Large Language Models (LLMs) have demonstrated high IQ, scoring in the top percentiles on common standardized tests. But what about their emotional intelligence?
Emotional intelligence is a deeply human trait, nuanced and integral to our daily problem-solving. Can LLMs grasp this type of intelligence and leverage it in the same way we can?
That’s what researchers from Microsoft and others set out to discover. In their paper, Large Language Models Understand and Can Be Enhanced by Emotional Stimuli, they explored how LLMs react to emotionally appealing prompts. Introducing a method they aptly call “EmotionPrompt”.
What is EmotionPrompt?
EmotionPrompt is really simple. All it does is add an emotional stimuli at the end of a prompt to attempt to enhance the performance.
The researchers started off by creating a list of emotional stimuli to be used in their experiments.
These emotional stimuli were developed using three well-established physiological phenomena: Self-Monitoring, Social Cognitive Theory, and Cognitive Emotion Regulation Theory.

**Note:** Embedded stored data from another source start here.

#[cfg(test)]
mod tests {
    use super::*;
    use crate::session::token_store::{MemoryTokenStore, StoredToken};
    use crate::session::{AuthClient, SessionManager, TokenGrant, User};
    use std::sync::atomic::{AtomicUsize, Ordering};
    use std::sync::Mutex;

    /// Echoes the file name back as the label; names starting with `fail`
    /// produce a service error.
    #[derive(Debug, Default)]
    struct EchoInference {
        calls: AtomicUsize,
        credentials: Mutex<Vec<Option<String>>>,
    }

    #[async_trait::async_trait]
    impl InferenceClient for EchoInference {
        async fn classify(
            &self,
            file: &MediaFile,
            credential: Option<&str>,
        ) -> Result<PredictionResult> {
            self.calls.fetch_add(1, Ordering::SeqCst);
            self.credentials
                .lock()
                .unwrap()
                .push(credential.map(str::to_string));
            if file.name().starts_with("fail") {
                return Err(LeafscanError::Inference("status 500: boom".to_string()).into());
            }
            if file.name().starts_with("expired") && credential.is_some() {
                return Err(LeafscanError::SessionExpired("Invalid token".to_string()).into());
            }
            Ok(PredictionResult::new(file.name(), 0.75)?)
        }
    }

    #[derive(Debug, Default)]
    struct CountingMinter {
        minted: AtomicUsize,
        released: AtomicUsize,
    }

    impl PreviewMinter for CountingMinter {
        fn mint(&self, file: &MediaFile) -> Result<String> {
            let n = self.minted.fetch_add(1, Ordering::SeqCst);
            Ok(format!("mem://{}/{}", n, file.name()))
        }

        fn release(&self, _uri: &str) {
            self.released.fetch_add(1, Ordering::SeqCst);
        }
    }

    #[derive(Debug)]
    struct NoAuth;

    #[async_trait::async_trait]
    impl AuthClient for NoAuth {
        async fn login(&self, _: &str, _: &str) -> Result<TokenGrant> {
            unreachable!()
        }
        async fn signup(&self, _: &str, _: &str) -> Result<TokenGrant> {
            unreachable!()
        }
        async fn fetch_identity(&self, _: &str) -> Result<User> {
            unreachable!()
        }
    }

    struct Fixture {
        pipeline: UploadPipeline,
        inference: Arc<EchoInference>,
        minter: Arc<CountingMinter>,
        sessions: SessionManager,
    }

    fn fixture(policy: SubmitPolicy, token: Option<&str>) -> Fixture {
        let store = match token {
            Some(t) => MemoryTokenStore::with_token(StoredToken::bearer(t)),
            None => MemoryTokenStore::default(),
        };
        let sessions = SessionManager::new(Arc::new(NoAuth), Arc::new(store)).unwrap();
        let inference = Arc::new(EchoInference::default());
        let minter = Arc::new(CountingMinter::default());
        let config = PipelineConfig {
            history_capacity: 2,
            submit_policy: policy,
            ..PipelineConfig::default()
        };
        let pipeline = UploadPipeline::new(
            &config,
            inference.clone(),
            sessions.handle(),
            minter.clone(),
        );
        Fixture {
            pipeline,
            inference,
            minter,
            sessions,
        }
    }

    fn file(name: &str) -> MediaFile {
        MediaFile::new(name, "image/png", vec![0u8; 4])
    }

    #[tokio::test]
    async fn test_select_moves_to_submitting_with_preview() {
        let mut f = fixture(SubmitPolicy::AllowAnonymous, None);
        let mut events = f.pipeline.subscribe();

        let pending = f.pipeline.select(file("a.png")).unwrap();
        assert_eq!(f.pipeline.state(), PipelineState::Submitting);
        assert_eq!(f.pipeline.preview_uri(), Some("mem://0/a.png"));
        assert!(!pending.is_authenticated());

        let mut states = Vec::new();
        while let Ok(event) = events.try_recv() {
            if let PipelineEvent::StateChanged { to, .. } = event {
                states.push(to);
            }
        }
        assert_eq!(
            states,
            vec![PipelineState::PreviewReady, PipelineState::Submitting]
        );
    }

    #[tokio::test]
    async fn test_success_records_history() {
        let mut f = fixture(SubmitPolicy::AllowAnonymous, Some("tok"));

        let result = f.pipeline.classify(file("Healthy")).await.unwrap().clone();
        assert_eq!(result.label(), "Healthy");
        assert_eq!(f.pipeline.state(), PipelineState::Succeeded);
        assert_eq!(f.pipeline.history().len(), 1);
        assert_eq!(
            *f.inference.credentials.lock().unwrap(),
            vec![Some("tok".to_string())]
        );
    }

    #[tokio::test]
    async fn test_failure_yields_sentinel_and_skips_history() {
        let mut f = fixture(SubmitPolicy::AllowAnonymous, None);
        f.pipeline.classify(file("Healthy")).await.unwrap();

        let result = f.pipeline.classify(file("fail.png")).await.unwrap().clone();
        assert!(result.is_sentinel());
        assert_eq!(f.pipeline.state(), PipelineState::Failed);
        assert_eq!(f.pipeline.history().len(), 1);
    }

    #[tokio::test]
    async fn test_late_response_for_superseded_selection_is_dropped() {
        let mut f = fixture(SubmitPolicy::AllowAnonymous, None);

        let first = f.pipeline.select(file("Healthy")).unwrap();
        let second = f.pipeline.select(file("fail-b.png")).unwrap();

        let second_outcome = second.send().await;
        let first_outcome = first.send().await;

        assert_eq!(
            f.pipeline.complete(second_outcome),
            Completion::Applied(PipelineState::Failed)
        );
        assert_eq!(f.pipeline.complete(first_outcome), Completion::Superseded);
        assert!(f.pipeline.current_result().unwrap().is_sentinel());
        assert!(f.pipeline.history().is_empty());
    }

    #[tokio::test]
    async fn test_clear_invalidates_in_flight_and_keeps_history() {
        let mut f = fixture(SubmitPolicy::AllowAnonymous, None);
        f.pipeline.classify(file("Healthy")).await.unwrap();

        let pending = f.pipeline.select(file("Late Blight")).unwrap();
        f.pipeline.clear();
        let outcome = pending.send().await;

        assert_eq!(f.pipeline.complete(outcome), Completion::Superseded);
        assert_eq!(f.pipeline.state(), PipelineState::Idle);
        assert!(f.pipeline.current_result().is_none());
        assert!(f.pipeline.preview_uri().is_none());
        assert_eq!(f.pipeline.history().len(), 1);
    }

    #[tokio::test]
    async fn test_submit_rejected_while_in_flight() {
        let mut f = fixture(SubmitPolicy::AllowAnonymous, None);
        let _pending = f.pipeline.select(file("a.png")).unwrap();

        let err = f.pipeline.submit().unwrap_err();
        assert!(matches!(
            err.downcast_ref::<LeafscanError>(),
            Some(LeafscanError::SubmissionInFlight)
        ));
    }

    #[tokio::test]
    async fn test_resubmit_after_success_rejected() {
        let mut f = fixture(SubmitPolicy::AllowAnonymous, None);
        f.pipeline.classify(file("a.png")).await.unwrap();

        let err = f.pipeline.submit().unwrap_err();
        assert!(matches!(
            err.downcast_ref::<LeafscanError>(),
            Some(LeafscanError::Validation(_))
        ));
        assert_eq!(f.pipeline.state(), PipelineState::Succeeded);
        assert_eq!(f.pipeline.history().len(), 1);
        assert_eq!(f.inference.calls.load(Ordering::SeqCst), 1);
    }

    #[tokio::test]
    async fn test_rejected_credential_ends_session() {
        let mut f = fixture(SubmitPolicy::AllowAnonymous, Some("tok"));

        let pending = f.pipeline.select(file("expired.png")).unwrap();
        let outcome = pending.send().await;
        assert_eq!(f.pipeline.complete(outcome), Completion::SessionRejected);

        assert!(!f.sessions.is_authenticated());
        assert_eq!(f.pipeline.state(), PipelineState::Failed);
        assert!(f.pipeline.current_result().unwrap().is_sentinel());
        assert!(f.pipeline.history().is_empty());
    }

    #[tokio::test]
    async fn test_classify_surfaces_rejected_credential() {
        let mut f = fixture(SubmitPolicy::AllowAnonymous, Some("tok"));

        let err = f.pipeline.classify(file("expired.png")).await.unwrap_err();
        assert!(matches!(
            err.downcast_ref::<LeafscanError>(),
            Some(LeafscanError::SessionExpired(_))
        ));
        assert!(!f.sessions.is_authenticated());
    }

    #[tokio::test]
    async fn test_resubmit_after_failure_retries_same_selection() {
        let mut f = fixture(SubmitPolicy::AllowAnonymous, None);
        f.pipeline.classify(file("fail.png")).await.unwrap();
        assert_eq!(f.pipeline.state(), PipelineState::Failed);

        let retry = f.pipeline.submit().unwrap();
        assert_eq!(f.pipeline.state(), PipelineState::Submitting);
        let outcome = retry.send().await;
        f.pipeline.complete(outcome);
        assert_eq!(f.inference.calls.load(Ordering::SeqCst), 2);
        assert_eq!(f.minter.minted.load(Ordering::SeqCst), 1);
    }

    #[tokio::test]
    async fn test_submit_without_selection_fails() {
        let mut f = fixture(SubmitPolicy::AllowAnonymous, None);
        assert!(f.pipeline.submit().is_err());
        assert_eq!(f.pipeline.state(), PipelineState::Idle);
    }

    #[tokio::test]
    async fn test_require_session_without_token_fails_locally() {
        let mut f = fixture(SubmitPolicy::RequireSession, None);

        let err = f.pipeline.select(file("a.png")).unwrap_err();
        assert!(matches!(
            err.downcast_ref::<LeafscanError>(),
            Some(LeafscanError::Unauthenticated)
        ));
        assert_eq!(f.pipeline.state(), PipelineState::Failed);
        assert!(f.pipeline.current_result().unwrap().is_sentinel());
        assert_eq!(f.inference.calls.load(Ordering::SeqCst), 0);
    }

    #[tokio::test]
    async fn test_previews_released_once_per_mint() {
        let mut f = fixture(SubmitPolicy::AllowAnonymous, None);

        f.pipeline.classify(file("a")).await.unwrap();
        f.pipeline.clear();
        f.pipeline.classify(file("b")).await.unwrap();
        let _pending = f.pipeline.select(file("c")).unwrap();
        assert_eq!(f.minter.minted.load(Ordering::SeqCst), 3);
        assert_eq!(f.minter.released.load(Ordering::SeqCst), 2);

        drop(f.pipeline);
        assert_eq!(f.minter.released.load(Ordering::SeqCst), 3);
    }

    #[tokio::test]
    async fn test_history_capacity_respected() {
        let mut f = fixture(SubmitPolicy::AllowAnonymous, None);
        for name in ["a", "b", "c"] {
            f.pipeline.classify(file(name)).await.unwrap();
        }
        let labels: Vec<_> = f
            .pipeline
            .history()
            .iter()
            .map(|e| e.result.label().to_string())
            .collect();
        assert_eq!(labels, vec!["c", "b"]);
    }
}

We put together a (very) simple template so you can try out this method easily in PromptHub.
If you don't have PromptHub access but want to try it out, reply to the email that gets sent when you join the waitlist and I'll share an access code with you.
Automated Experiments
Setup
The researchers evaluated EmotionPrompt across a wide range of tasks, using two datasets.
They assessed its performance in both zero-shot and few-shot prompting scenarios.
Datasets:
- Instruction Induction [22]
- BIG-Bench [23]
Models:
- Flan-T5-Large [24]
- Vicuna [25]
- Llama 2 13B [26]
- BLOOM [27]
- ChatGPT [28]
- GPT-4
Benchmarks: The standard prompt without emotional cues.
Results
What stands out:
- EmotionPrompt significantly improves the performance by 8.00% in Instruction Induction and 115% in BIG-Bench
- The large discrepancy between the performance on the 2 datasets is mostly related to the nature of the tasks in the Big Bench dataset. BIG-Bench tasks are designed to be more challenging and diverse, potentially requiring more nuanced or human-like responses.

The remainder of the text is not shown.